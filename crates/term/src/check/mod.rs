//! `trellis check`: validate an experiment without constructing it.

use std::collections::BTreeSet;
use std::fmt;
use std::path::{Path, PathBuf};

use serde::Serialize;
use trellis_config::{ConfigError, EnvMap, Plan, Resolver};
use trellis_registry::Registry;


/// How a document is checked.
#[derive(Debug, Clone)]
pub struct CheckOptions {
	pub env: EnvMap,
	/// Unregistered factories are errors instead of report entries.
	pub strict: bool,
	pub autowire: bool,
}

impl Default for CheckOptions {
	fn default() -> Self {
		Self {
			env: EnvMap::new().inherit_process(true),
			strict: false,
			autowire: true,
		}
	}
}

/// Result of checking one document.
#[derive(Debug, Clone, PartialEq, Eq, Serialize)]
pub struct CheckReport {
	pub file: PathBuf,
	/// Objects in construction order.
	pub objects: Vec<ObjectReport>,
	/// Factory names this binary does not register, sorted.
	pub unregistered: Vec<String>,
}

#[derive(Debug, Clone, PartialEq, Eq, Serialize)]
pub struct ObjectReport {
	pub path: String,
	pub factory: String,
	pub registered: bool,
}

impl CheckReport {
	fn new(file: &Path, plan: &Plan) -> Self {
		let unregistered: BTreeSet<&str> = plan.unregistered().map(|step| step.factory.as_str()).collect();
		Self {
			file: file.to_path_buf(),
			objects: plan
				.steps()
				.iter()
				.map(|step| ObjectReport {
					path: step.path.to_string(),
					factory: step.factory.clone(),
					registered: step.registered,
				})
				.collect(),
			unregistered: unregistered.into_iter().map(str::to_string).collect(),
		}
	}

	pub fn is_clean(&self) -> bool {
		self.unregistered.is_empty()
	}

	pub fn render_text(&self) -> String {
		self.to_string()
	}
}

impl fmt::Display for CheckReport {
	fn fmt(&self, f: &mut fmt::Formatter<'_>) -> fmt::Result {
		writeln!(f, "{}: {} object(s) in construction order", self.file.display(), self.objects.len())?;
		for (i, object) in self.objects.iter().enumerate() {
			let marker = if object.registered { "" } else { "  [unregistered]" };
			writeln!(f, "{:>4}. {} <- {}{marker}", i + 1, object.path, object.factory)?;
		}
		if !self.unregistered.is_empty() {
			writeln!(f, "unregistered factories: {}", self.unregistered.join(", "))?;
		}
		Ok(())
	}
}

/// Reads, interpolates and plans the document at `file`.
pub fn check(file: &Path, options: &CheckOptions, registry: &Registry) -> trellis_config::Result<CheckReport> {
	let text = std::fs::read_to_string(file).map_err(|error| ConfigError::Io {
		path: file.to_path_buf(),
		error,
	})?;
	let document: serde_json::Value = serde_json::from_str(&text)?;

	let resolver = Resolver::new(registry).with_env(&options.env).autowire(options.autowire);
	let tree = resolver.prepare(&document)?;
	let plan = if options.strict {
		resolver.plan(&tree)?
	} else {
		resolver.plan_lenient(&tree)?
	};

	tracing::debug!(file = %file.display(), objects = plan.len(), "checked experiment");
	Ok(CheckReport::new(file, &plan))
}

****

# AIM OF THE TASK
Would you restate all of the material, word for word?

# ANSWER BOX
filename crates/term/src/check/mod.rs
//! `trellis check`: validate an experiment without constructing it.

use std::collections::BTreeSet;
use std::fmt;
use std::path::{Path, PathBuf};

use serde::Serialize;
use trellis_config::{ConfigError, EnvMap, Plan, Resolver};
use trellis_registry::Registry;


/// How a document is checked.
#[derive(Debug, Clone)]
pub struct CheckOptions {
	pub env: EnvMap,
	/// Unregistered factories are errors instead of report entries.
	pub strict: bool,
	pub autowire: bool,
}

impl Default for CheckOptions {
	fn default() -> Self {
		Self {
			env: EnvMap::new().inherit_process(true),
			strict: false,
			autowire: true,
		}
	}
}

/// Result of checking one document.
#[derive(Debug, Clone, PartialEq, Eq, Serialize)]
pub struct CheckReport {
	pub file: PathBuf,
	/// Objects in construction order.
	pub objects: Vec<ObjectReport>,
	/// Factory names this binary does not register, sorted.
	pub unregistered: Vec<String>,
}

#[derive(Debug, Clone, PartialEq, Eq, Serialize)]
pub struct ObjectReport {
	pub path: String,
	pub factory: String,
	pub registered: bool,
}

impl CheckReport {
	fn new(file: &Path, plan: &Plan) -> Self {
		let unregistered: BTreeSet<&str> = plan.unregistered().map(|step| step.factory.as_str()).collect();
		Self {
			file: file.to_path_buf(),
			objects: plan
				.steps()
				.iter()
				.map(|step| ObjectReport {
					path: step.path.to_string(),
					factory: step.factory.clone(),
					registered: step.registered,
				})
				.collect(),
			unregistered: unregistered.into_iter().map(str::to_string).collect(),
		}
	}

	pub fn is_clean(&self) -> bool {
		self.unregistered.is_empty()
	}

	pub fn render_text(&self) -> String {
		self.to_string()
	}
}

impl fmt::Display for CheckReport {
	fn fmt(&self, f: &mut fmt::Formatter<'_>) -> fmt::Result {
		writeln!(f, "{}: {} object(s) in construction order", self.file.display(), self.objects.len())?;
		for (i, object) in self.objects.iter().enumerate() {
			let marker = if object.registered { "" } else { "  [unregistered]" };
			writeln!(f, "{:>4}. {} <- {}{marker}", i + 1, object.path, object.factory)?;
		}
		if !self.unregistered.is_empty() {
			writeln!(f, "unregistered factories: {}", self.unregistered.join(", "))?;
		}
		Ok(())
	}
}

/// Reads, interpolates and plans the document at `file`.
pub fn check(file: &Path, options: &CheckOptions, registry: &Registry) -> trellis_config::Result<CheckReport> {
	let text = std::fs::read_to_string(file).map_err(|error| ConfigError::Io {
		path: file.to_path_buf(),
		error,
	})?;
	let document: serde_json::Value = serde_json::from_str(&text)?;

	let resolver = Resolver::new(registry).with_env(&options.env).autowire(options.autowire);
	let tree = resolver.prepare(&document)?;
	let plan = if options.strict {
		resolver.plan(&tree)?
	} else {
		resolver.plan_lenient(&tree)?
	};

	tracing::debug!(file = %file.display(), objects = plan.len(), "checked experiment");
	Ok(CheckReport::new(file, &plan))
}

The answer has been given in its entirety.